What is the top / middle and bottom of the range for brewed grinders?


----------



## froggystyle

Your looking for an excuse to buy an EK43.... just do it....


----------



## Mr O

froggystyle said:


> Your looking for an excuse to buy an EK43.... just do it....


way out of my price bracket.....


----------



## Evilnun

I was wondering the same, currently using a Porlex for my aeropress. although perfectly fine, always looking to upgrade!

Rob


----------



## Mr O

Hey Beano' no need to be liking froggys post


----------



## froggystyle

Vario is working for me at the minute.

As it happens i have a spare, do you want to borrow to see how you get one with one?


----------



## scottomus

I was going to ask a similar question to this. Eager to get home to my newly delivered rhino grinder to try it! I planned on using it exclusively for aeropress and v60 and using the major for espresso.

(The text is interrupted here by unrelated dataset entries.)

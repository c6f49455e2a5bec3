//! # Bridge Configuration
//!
//! Loaded once at startup, usually from a TOML file shipped with the host:
//!
//! ```toml
//! capacity = 16384
//! parallel_threshold = 256
//! min_leaf = 64
//! max_delta_seconds = 0.25
//!
//! [breaker]
//! failure_threshold = 5
//! reset_timeout_ms = 5000
//! half_open_success_threshold = 3
//! ```
//!
//! Missing keys fall back to the defaults in `tessera_shared::constants`.

use std::path::Path;
use std::time::Duration;

use serde::Deserialize;
use tessera_shared::constants::{
    DEFAULT_CAPACITY, DEFAULT_MAX_DELTA_SECONDS, DEFAULT_MAX_PROBES, MIN_PARALLEL_LEAF,
    PARALLEL_THRESHOLD,
};

use crate::error::{BridgeError, BridgeResult};

/// Largest capacity whose slot indices survive the id-index entry encoding.
pub const MAX_CAPACITY: usize = (u32::MAX - 2) as usize;

/// Circuit breaker thresholds.
#[derive(Clone, Debug, PartialEq, Eq, Deserialize)]
#[serde(default, deny_unknown_fields)]
pub struct BreakerConfig {
    /// Consecutive failures (while closed) that trip the breaker.
    pub failure_threshold: u32,
    /// Cool-down after the last failure before a probe tick is allowed.
    pub reset_timeout_ms: u64,
    /// Consecutive successes (while half-open) that close the breaker.
    pub half_open_success_threshold: u32,
}

impl Default for BreakerConfig {
    fn default() -> Self {
        Self {
            failure_threshold: 5,
            reset_timeout_ms: 5_000,
            half_open_success_threshold: 3,
        }
    }
}

impl BreakerConfig {
    /// Reset timeout as a [`Duration`].
    #[must_use]
    pub const fn reset_timeout(&self) -> Duration {
        Duration::from_millis(self.reset_timeout_ms)
    }
}

/// Top-level bridge configuration.
#[derive(Clone, Debug, PartialEq, Deserialize)]
#[serde(default, deny_unknown_fields)]
pub struct BridgeConfig {
    /// Number of entity slots, fixed for the life of the context.
    pub capacity: usize,
    /// Linear-probe bound in the external-id index.
    pub max_probes: usize,
    /// How many times a contended registration restarts before giving up.
    pub max_register_attempts: u32,
    /// Batches at or above this size are split across the worker pool.
    pub parallel_threshold: usize,
    /// Smallest range a parallel split will produce.
    pub min_leaf: usize,
    /// Worker threads for batch sync; 0 lets rayon pick.
    pub worker_threads: usize,
    /// Tick deltas are clamped to `[0, max_delta_seconds]`.
    pub max_delta_seconds: f32,
    /// How long `shutdown` waits for in-flight work.
    pub shutdown_timeout_ms: u64,
    /// Circuit breaker thresholds.
    pub breaker: BreakerConfig,
}

impl Default for BridgeConfig {
    fn default() -> Self {
        Self {
            capacity: DEFAULT_CAPACITY,
            max_probes: DEFAULT_MAX_PROBES,
            max_register_attempts: 8,
            parallel_threshold: PARALLEL_THRESHOLD,
            min_leaf: MIN_PARALLEL_LEAF,
            worker_threads: 0,
            max_delta_seconds: DEFAULT_MAX_DELTA_SECONDS,
            shutdown_timeout_ms: 2_000,
            breaker: BreakerConfig::default(),
        }
    }
}

impl BridgeConfig {
    /// Default configuration with a different slot count.
    #[must_use]
    pub fn with_capacity(capacity: usize) -> Self {
        Self {
            capacity,
            ..Self::default()
        }
    }

    /// Parses and validates a TOML document.
    ///
    /// # Errors
    ///
    /// Returns [`BridgeError::InvalidConfig`] on a syntax error, an unknown
    /// key, or a value that fails [`BridgeConfig::validate`].
    pub fn from_toml_str(source: &str) -> BridgeResult<Self> {
        let config: Self =
            toml::from_str(source).map_err(|e| BridgeError::InvalidConfig(e.to_string()))?;
        config.validate()?;
        Ok(config)
    }

    /// Reads, parses and validates a TOML file.
    ///
    /// # Errors
    ///
    /// Returns [`BridgeError::InvalidConfig`] if the file cannot be read or
    /// its contents are invalid.
    pub fn from_toml_file(path: impl AsRef<Path>) -> BridgeResult<Self> {
        let path = path.as_ref();
        let source = std::fs::read_to_string(path)
            .map_err(|e| BridgeError::InvalidConfig(format!("{}: {e}", path.display())))?;
        Self::from_toml_str(&source)
    }

    /// Checks every value is usable.
    ///
    /// # Errors
    ///
    /// Returns [`BridgeError::InvalidConfig`] naming the first bad value.
    pub fn validate(&self) -> BridgeResult<()> {
        let fail = |msg: String| Err(BridgeError::InvalidConfig(msg));

        if self.capacity == 0 || self.capacity > MAX_CAPACITY {
            return fail(format!(
                "capacity must be in 1..={MAX_CAPACITY}, got {}",
                self.capacity
            ));
        }
        if self.max_probes == 0 {
            return fail("max_probes must be non-zero".into());
        }
        if self.max_register_attempts == 0 {
            return fail("max_register_attempts must be non-zero".into());
        }
        if self.min_leaf == 0 {
            return fail("min_leaf must be non-zero".into());
        }
        if self.parallel_threshold < self.min_leaf {
            return fail(format!(
                "parallel_threshold ({}) must not be below min_leaf ({})",
                self.parallel_threshold, self.min_leaf
            ));
        }
        if !self.max_delta_seconds.is_finite() || self.max_delta_seconds <= 0.0 {
            return fail(format!(
                "max_delta_seconds must be positive, got {}",
                self.max_delta_seconds
            ));
        }
        if self.breaker.failure_threshold == 0 || self.breaker.half_open_success_threshold == 0 {
            return fail("breaker thresholds must be non-zero".into());
        }
        Ok(())
    }

    /// Shutdown wait as a [`Duration`].
    #[must_use]
    pub const fn shutdown_timeout(&self) -> Duration {
        Duration::from_millis(self.shutdown_timeout_ms)
    }

    /// Clamps a raw tick delta into `[0, max_delta_seconds]`. NaN becomes 0.
    #[inline]
    #[must_use]
    pub fn clamp_delta(&self, delta_seconds: f32) -> f32 {
        if delta_seconds.is_nan() || delta_seconds <= 0.0 {
            0.0
        } else {
            delta_seconds.min(self.max_delta_seconds)
        }
    }
}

Im still tempted to get the sage DB which i can get with a free sage grinder, do you think that is good enough for pour over?


----------



## Mrboots2u

Mr O said:


> Today is the first day since.........a long time, that my ECM hasn't been turned on. Instead I've had a cpl of Aero's and a Sowden. All down to now owning a Rhino hand grinder (that i just bought for travel)
> 
> I was thinking about using my Royal for espresso and SJ for brewed but i don't think the SJ is suited to brewed?
> 
> Dunno the finer details of why though, anyone?
> 
> What is the top / middle and bottom of the range for brewed grinders?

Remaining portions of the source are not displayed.